India's cooling journey began with imported window air conditioners in the 1950s, largely serving hotels, cinemas and government buildings.
India's cooling journey began with imported window air conditioners in the 1950s, largely serving hotels, cinemas and government buildings. There was a time when owning an air conditioner in India signified affluence rather than everyday comfort. Frequent power cuts, limited brand choices and high prices kept cooling beyond the reach of most households.
Today, that picture has changed. India's air-conditioning market is among the fastest-growing in the world — not because summers suddenly became hotter, but because millions of families can finally afford cooling.
The transformation has been driven by rising incomes, economic liberalisation, market competition, technological innovation and government policy. Together, they have turned air conditioning into one of India's biggest consumer growth stories while making it increasingly energy efficient.
Income threshold that unlocked demand
India's AC boom began when household incomes crossed a crucial affordability threshold.
Economists describe air conditioners as a "threshold good" — a product that sees limited demand until incomes reach a certain level. In India, adoption accelerated once GDP per capita crossed roughly $1,300-1,600.
Higher disposable incomes, rapid urbanisation and wider electrification expanded the customer base, while competition steadily lowered prices. As a result, air conditioners shifted from aspirational purchases to mainstream household appliances.
By 2040, nearly one in two Indian homes is projected to own an AC, making cooling one of the country's defining consumer growth stories.
Competition transformed the market
Three decades ago, Indian consumers had only four AC brands to choose from.
Economic liberalisation opened the market to global manufacturers and encouraged domestic production. Today, more than 65 brands compete across premium, mid-range and budget segments.
Competition delivered exactly what markets are expected to do: lower prices, better products and faster innovation. Consumers now benefit from improved cooling performance, higher energy efficiency, inverter technology and far greater choice than ever before.
From window units to smart cooling
India's cooling journey began with imported window air conditioners in the 1950s, largely serving hotels, cinemas and government buildings.
The market evolved steadily, but the biggest shift came after the 1990s. Split ACs overtook window units, inverter technology sharply reduced electricity consumption, and smart features improved convenience. At the same time, stricter efficiency standards pushed manufacturers to deliver more cooling with less power.
Modern air conditioners are quieter, smarter and significantly cheaper to operate than earlier generations.
Reliable electricity made the AC boom possible
Growing demand alone could not have created India's cooling revolution.
In the early 2000s, double-digit electricity shortages meant frequent summer power cuts, limiting the usefulness of air conditioners.
Years of investment in power generation, transmission and grid modernisation have transformed that picture.
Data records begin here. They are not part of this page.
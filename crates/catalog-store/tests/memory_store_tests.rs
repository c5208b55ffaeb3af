//! The in-memory store behind the `CatalogStore` trait object.

use std::sync::Arc;

use chrono::{TimeZone, Utc};

use catalog_store::{
    CatalogStore, CoverageQuery, CoverageRecord, DescriptorRecord, LinearModelRecord, MemoryCatalogStore,
};
use coverage_common::{BoundingBox, CatalogError, TimeRange};

fn coverage(filename: &str, day: u32, bbox: BoundingBox) -> CoverageRecord {
    CoverageRecord {
        series: "SST".to_string(),
        subseries: "daily".to_string(),
        filename: filename.to_string(),
        index: 0,
        start_time: Utc.with_ymd_and_hms(2000, 1, day, 0, 0, 0).unwrap(),
        end_time: Utc.with_ymd_and_hms(2000, 1, day + 1, 0, 0, 0).unwrap(),
        bbox,
        width: 10,
        height: 10,
        crs: "WGS84".to_string(),
        format: "PNG".to_string(),
    }
}

fn query(series: Option<&str>, bbox: BoundingBox) -> CoverageQuery {
    CoverageQuery {
        series: series.map(str::to_string),
        time_range: TimeRange::unbounded(),
        bbox,
    }
}

#[test]
fn test_store_is_usable_as_trait_object() {
    let store: Arc<dyn CatalogStore> = Arc::new(
        MemoryCatalogStore::new()
            .with_coverage(coverage("a", 1, BoundingBox::new(0.0, 0.0, 10.0, 10.0)))
            .with_coverage(coverage("b", 2, BoundingBox::new(20.0, 20.0, 30.0, 30.0))),
    );

    let found = tokio_test::block_on(store.find_coverages(&query(None, BoundingBox::new(5.0, 5.0, 6.0, 6.0)))).unwrap();
    assert_eq!(found.len(), 1);
    assert_eq!(found[0].filename, "a");

    let other_series = tokio_test::block_on(store.find_coverages(&query(Some("CHL"), BoundingBox::world()))).unwrap();
    assert!(other_series.is_empty());
}

#[test]
fn test_coverages_added_after_sharing_are_visible() {
    let store = Arc::new(MemoryCatalogStore::new());
    tokio_test::block_on(async {
        assert_eq!(store.coverage_count().await, 0);
        store.add_coverage(coverage("late", 3, BoundingBox::world())).await;
        assert_eq!(store.coverage_count().await, 1);

        let named = store.find_coverages_named(Some("SST"), "late").await.unwrap();
        assert_eq!(named.len(), 1);
    });
}

#[test]
fn test_linear_terms_keep_insertion_order() {
    let term = |coefficient: f64, names: &[&str]| LinearModelRecord {
        target: "PP".to_string(),
        coefficient,
        descriptors: names.iter().map(|n| n.to_string()).collect(),
    };
    let store = MemoryCatalogStore::new()
        .with_linear_term(term(2.0, &["sst"]))
        .with_linear_term(term(1.0, &[]))
        .with_linear_term(term(0.5, &["sst", "chl"]));

    let terms = tokio_test::block_on(store.linear_model("PP")).unwrap();
    let coefficients: Vec<f64> = terms.iter().map(|t| t.coefficient).collect();
    assert_eq!(coefficients, vec![2.0, 1.0, 0.5]);
    assert!(tokio_test::block_on(store.linear_model("CHL")).unwrap().is_empty());
}

#[test]
fn test_descriptor_lookups() {
    let store = MemoryCatalogStore::new().with_descriptor(DescriptorRecord {
        id: 7,
        name: "sst".to_string(),
        phenomenon: "temperature".to_string(),
        procedure: "mean".to_string(),
        band: 1,
        dt: -1.0,
        dx: 0.0,
        dy: 0.0,
        dz: 0.0,
        distribution: "normal".to_string(),
    });

    tokio_test::block_on(async {
        assert_eq!(store.descriptor_by_id(7).await.unwrap().unwrap().name, "sst");
        assert!(store.descriptor_by_id(8).await.unwrap().is_none());
        assert_eq!(store.descriptors_named("sst").await.unwrap().len(), 1);
        assert!(matches!(store.series("SST").await, Err(CatalogError::NotFound { .. })));
    });
}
India's electricity deficit has effectively fallen to zero, making reliable cooling a practical reality rather than an occasional luxury.
Without a stronger power system, India's expanding AC market would not have been possible.
Policy focused on better cooling, not less cooling
India's approach has centred on improving efficiency rather than discouraging air-conditioner ownership.
Over the past two decades, policymakers have steadily tightened standards through BEE star labelling, the India Cooling Action Plan, higher minimum energy performance standards and production-linked incentives for domestic manufacturing.
The strategy has been straightforward: ensure every new generation of air conditioners consumes less electricity while remaining affordable. Instead of restricting access to cooling, policy has encouraged cleaner and more efficient cooling.
Efficiency can flatten future power demand
Research shows that stronger efficiency standards could significantly reduce electricity demand even as AC ownership continues to rise.
Under a business-as-usual scenario, room AC electricity consumption could reach 341 TWh by the mid-2030s. Accelerated efficiency improvements could limit demand to about 223 TWh, saving well over 100 TWh every year.
Those savings would reduce pressure on the grid, lower electricity bills and avoid the need for substantial new power generation. The solution is not fewer air conditioners — it is better ones.
Better ACs also cut emissions
Efficiency improvements would also deliver major climate benefits. Business-as-usual projections suggest room air conditioners could emit around 142 million tonnes of CO₂ by the mid-2030s. Faster adoption of efficient technologies could reduce that figure to roughly 93 million tonnes — nearly 35% lower while millions of additional households gain access to cooling.
India's experience shows that expanding access to cooling and reducing emissions do not have to be competing goals.
A different path from Europe
India's cooling debate differs sharply from that in many developed economies.
Despite experiencing significantly higher average temperatures than much of Southern Europe, India's household AC penetration remains far lower. As incomes continue to rise, demand for cooling is expected to grow rapidly.
The policy challenge, therefore, is not whether Indians should own air conditioners, but how to ensure those air conditioners are efficient, affordable and powered by an increasingly cleaner grid.
India's cooling revolution is ultimately a story of economic development. Rather than choosing between comfort and climate, India is demonstrating that the two can advance together. As cooling becomes a household necessity for millions more families, the country's focus remains clear: deliver greater comfort with less electricity, lower emissions and smarter technology.